- [Exercise input]
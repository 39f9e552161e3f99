//! The PostGuard client.
//!
//! A [`Client`] starts out uninitialized. Only after the public parameters of the PKG are known
//! (see [`Client::init`]) can it encrypt, decrypt or hand out cached session tokens.
//!
//! ```no_run
//! use pg_client::cache::FileStore;
//! use pg_client::client::Client;
//! use pg_client::identity::Attribute;
//! use pg_client::pkg::PkgClient;
//! use pg_client::session::IrmaVerifier;
//! # use pg_client::error::Error;
//!
//! # async fn run() -> Result<(), Error> {
//! let url = "https://main.irmaseal-pkg.ihub.ru.nl";
//! let verifier = IrmaVerifier::new(PkgClient::new(url)?, |qr: &irma::Qr| println!("{}", qr.u));
//!
//! let mut client = Client::new(url, verifier)?.with_store(FileStore::new("tokens.json"));
//! client.init().await?;
//!
//! let attribute = Attribute::new("pbdf.sidn-pbdf.email.email", Some("bob@example.com"));
//! let ct = client.encrypt(&attribute, "SECRET DATA")?;
//!
//! let identity = client.extract_identity(&ct)?;
//! let token = client.get_token(&identity.attribute).await?;
//! let usk = client.request_key(&token, identity.timestamp).await?;
//! let original: String = client.decrypt(&usk, &ct)?;
//! # Ok(())
//! # }
//! ```

use crate::api::Parameters;
use crate::artifacts::{PublicKey, UserSecretKey};
use crate::cache::{CacheMode, TokenCache, TokenStore};
use crate::error::Error;
use crate::identity::{Attribute, Identity};
use crate::module::{CgwKvModule, IbeModule};
use crate::payload;
use crate::pkg::PkgClient;
use crate::session::IdentityVerifier;

use ibe::kem::cgw_kv::CGWKV;
use serde::de::DeserializeOwned;
use serde::Serialize;

#[derive(Debug)]
enum State {
    Uninitialized,
    Ready(Parameters<PublicKey<CGWKV>>),
}

/// A client for encrypting to and decrypting from IRMA attributes.
#[derive(Debug)]
pub struct Client<V, M = CgwKvModule> {
    pkg: PkgClient,
    tokens: TokenCache<V>,
    module: M,
    state: State,
}

impl<V: IdentityVerifier> Client<V> {
    /// Create a new, uninitialized client for the PKG at `baseurl`.
    ///
    /// Tokens are not cached until a store is set using [`Client::with_store`].
    pub fn new(baseurl: &str, verifier: V) -> Result<Self, Error> {
        Ok(Client {
            pkg: PkgClient::new(baseurl)?,
            tokens: TokenCache::new(verifier, CacheMode::Disabled),
            module: CgwKvModule,
            state: State::Uninitialized,
        })
    }
}

impl<V: IdentityVerifier, M: IbeModule> Client<V, M> {
    /// Cache session tokens in `store`.
    pub fn with_store<S: TokenStore + 'static>(mut self, store: S) -> Self {
        self.tokens.set_mode(CacheMode::from(store));
        self
    }

    /// Use another encryption primitive.
    pub fn with_module<N: IbeModule>(self, module: N) -> Client<V, N> {
        Client {
            pkg: self.pkg,
            tokens: self.tokens,
            module,
            state: self.state,
        }
    }

    /// The PKG client.
    pub fn pkg(&self) -> &PkgClient {
        &self.pkg
    }

    /// Fetch the public parameters from the PKG, unless already done.
    pub async fn init(&mut self) -> Result<(), Error> {
        if let State::Uninitialized = self.state {
            let params = self.pkg.parameters().await?;
            self.state = State::Ready(params);
        }

        Ok(())
    }

    /// Initialize using already known parameters.
    pub fn init_with_parameters(&mut self, params: Parameters<PublicKey<CGWKV>>) {
        self.state = State::Ready(params);
    }

    /// Whether the client has been initialized.
    pub fn is_ready(&self) -> bool {
        matches!(self.state, State::Ready(_))
    }

    /// The public parameters, if initialized.
    pub fn parameters(&self) -> Result<&Parameters<PublicKey<CGWKV>>, Error> {
        match &self.state {
            State::Ready(params) => Ok(params),
            State::Uninitialized => Err(Error::ModuleNotReady),
        }
    }

    /// Encrypt `plaintext` for `attribute` at the current time.
    pub fn encrypt<T: Serialize + ?Sized>(
        &self,
        attribute: &Attribute,
        plaintext: &T,
    ) -> Result<Vec<u8>, Error> {
        let params = self.parameters()?;
        let padded = payload::encode(plaintext)?;
        let identity = Identity::now(attribute.clone())?;

        let mut rng = rand::thread_rng();
        self.module
            .encrypt(&params.public_key, &identity, &padded, &mut rng)
    }

    /// Returns the identity `ciphertext` was encrypted for.
    pub fn extract_identity(&self, ciphertext: &[u8]) -> Result<Identity, Error> {
        self.parameters()?;
        self.module.extract_identity(ciphertext)
    }

    /// Decrypt `ciphertext` and decode it into a `T`.
    pub fn decrypt<T: DeserializeOwned>(
        &self,
        usk: &UserSecretKey<CGWKV>,
        ciphertext: &[u8],
    ) -> Result<T, Error> {
        self.parameters()?;
        let padded = self.module.decrypt(ciphertext, usk)?;
        payload::decode(&padded)
    }

    /// Obtain a fresh session token for `attribute`, bypassing the cache.
    pub async fn request_token(&self, attribute: &Attribute) -> Result<String, Error> {
        self.tokens.verifier().request_verification(attribute).await
    }

    /// Obtain a session token for `attribute`, from the cache if possible.
    pub async fn get_token(&self, attribute: &Attribute) -> Result<String, Error> {
        let max_age = self.parameters()?.max_age;
        self.tokens.get_token(attribute, max_age).await
    }

    /// Request the user secret key for `timestamp` using a session token.
    pub async fn request_key(
        &self,
        token: &str,
        timestamp: u64,
    ) -> Result<UserSecretKey<CGWKV>, Error> {
        self.pkg.request_key(token, timestamp).await
    }
}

- [Work request] Please set down each line of the records exactly as given.

- [Result]
repository 39f9e552161e3f99
//! The PostGuard client.
//!
//! A [`Client`] starts out uninitialized. Only after the public parameters of the PKG are known
//! (see [`Client::init`]) can it encrypt, decrypt or hand out cached session tokens.
//!
//! ```no_run
//! use pg_client::cache::FileStore;
//! use pg_client::client::Client;
//! use pg_client::identity::Attribute;
//! use pg_client::pkg::PkgClient;
//! use pg_client::session::IrmaVerifier;
//! # use pg_client::error::Error;
//!
//! # async fn run() -> Result<(), Error> {
//! let url = "https://main.irmaseal-pkg.ihub.ru.nl";
//! let verifier = IrmaVerifier::new(PkgClient::new(url)?, |qr: &irma::Qr| println!("{}", qr.u));
//!
//! let mut client = Client::new(url, verifier)?.with_store(FileStore::new("tokens.json"));
//! client.init().await?;
//!
//! let attribute = Attribute::new("pbdf.sidn-pbdf.email.email", Some("bob@example.com"));
//! let ct = client.encrypt(&attribute, "SECRET DATA")?;
//!
//! let identity = client.extract_identity(&ct)?;
//! let token = client.get_token(&identity.attribute).await?;
//! let usk = client.request_key(&token, identity.timestamp).await?;
//! let original: String = client.decrypt(&usk, &ct)?;
//! # Ok(())
//! # }
//! ```

use crate::api::Parameters;
use crate::artifacts::{PublicKey, UserSecretKey};
use crate::cache::{CacheMode, TokenCache, TokenStore};
use crate::error::Error;
use crate::identity::{Attribute, Identity};
use crate::module::{CgwKvModule, IbeModule};
use crate::payload;
use crate::pkg::PkgClient;
use crate::session::IdentityVerifier;

use ibe::kem::cgw_kv::CGWKV;
use serde::de::DeserializeOwned;
use serde::Serialize;

#[derive(Debug)]
enum State {
    Uninitialized,
    Ready(Parameters<PublicKey<CGWKV>>),
}

/// A client for encrypting to and decrypting from IRMA attributes.
#[derive(Debug)]
pub struct Client<V, M = CgwKvModule> {
    pkg: PkgClient,
    tokens: TokenCache<V>,
    module: M,
    state: State,
}

impl<V: IdentityVerifier> Client<V> {
    /// Create a new, uninitialized client for the PKG at `baseurl`.
    ///
    /// Tokens are not cached until a store is set using [`Client::with_store`].
    pub fn new(baseurl: &str, verifier: V) -> Result<Self, Error> {
        Ok(Client {
            pkg: PkgClient::new(baseurl)?,
            tokens: TokenCache::new(verifier, CacheMode::Disabled),
            module: CgwKvModule,
            state: State::Uninitialized,
        })
    }
}

impl<V: IdentityVerifier, M: IbeModule> Client<V, M> {
    /// Cache session tokens in `store`.
    pub fn with_store<S: TokenStore + 'static>(mut self, store: S) -> Self {
        self.tokens.set_mode(CacheMode::from(store));
        self
    }

    /// Use another encryption primitive.
    pub fn with_module<N: IbeModule>(self, module: N) -> Client<V, N> {
        Client {
            pkg: self.pkg,
            tokens: self.tokens,
            module,
            state: self.state,
        }
    }

    /// The PKG client.
    pub fn pkg(&self) -> &PkgClient {
        &self.pkg
    }

    /// Fetch the public parameters from the PKG, unless already done.
    pub async fn init(&mut self) -> Result<(), Error> {
        if let State::Uninitialized = self.state {
            let params = self.pkg.parameters().await?;
            self.state = State::Ready(params);
        }

        Ok(())
    }

    /// Initialize using already known parameters.
    pub fn init_with_parameters(&mut self, params: Parameters<PublicKey<CGWKV>>) {
        self.state = State::Ready(params);
    }

    /// Whether the client has been initialized.
    pub fn is_ready(&self) -> bool {
        matches!(self.state, State::Ready(_))
    }

    /// The public parameters, if initialized.
    pub fn parameters(&self) -> Result<&Parameters<PublicKey<CGWKV>>, Error> {
        match &self.state {
            State::Ready(params) => Ok(params),
            State::Uninitialized => Err(Error::ModuleNotReady),
        }
    }

    /// Encrypt `plaintext` for `attribute` at the current time.
    pub fn encrypt<T: Serialize + ?Sized>(
        &self,
        attribute: &Attribute,
        plaintext: &T,
    ) -> Result<Vec<u8>, Error> {
        let params = self.parameters()?;
        let padded = payload::encode(plaintext)?;
        let identity = Identity::now(attribute.clone())?;

        let mut rng = rand::thread_rng();
        self.module
            .encrypt(&params.public_key, &identity, &padded, &mut rng)
    }

    /// Returns the identity `ciphertext` was encrypted for.
    pub fn extract_identity(&self, ciphertext: &[u8]) -> Result<Identity, Error> {
        self.parameters()?;
        self.module.extract_identity(ciphertext)
    }

    /// Decrypt `ciphertext` and decode it into a `T`.
    pub fn decrypt<T: DeserializeOwned>(
        &self,
        usk: &UserSecretKey<CGWKV>,
        ciphertext: &[u8],
    ) -> Result<T, Error> {
        self.parameters()?;
        let padded = self.module.decrypt(ciphertext, usk)?;
        payload::decode(&padded)
    }

    /// Obtain a fresh session token for `attribute`, bypassing the cache.
    pub async fn request_token(&self, attribute: &Attribute) -> Result<String, Error> {
        self.tokens.verifier().request_verification(attribute).await
    }

    /// Obtain a session token for `attribute`, from the cache if possible.
    pub async fn get_token(&self, attribute: &Attribute) -> Result<String, Error> {
        let max_age = self.parameters()?.max_age;
        self.tokens.get_token(attribute, max_age).await
    }

    /// Request the user secret key for `timestamp` using a session token.
    pub async fn request_key(
        &self,
        token: &str,
        timestamp: u64,
    ) -> Result<UserSecretKey<CGWKV>, Error> {
        self.pkg.request_key(token, timestamp).await
    }
}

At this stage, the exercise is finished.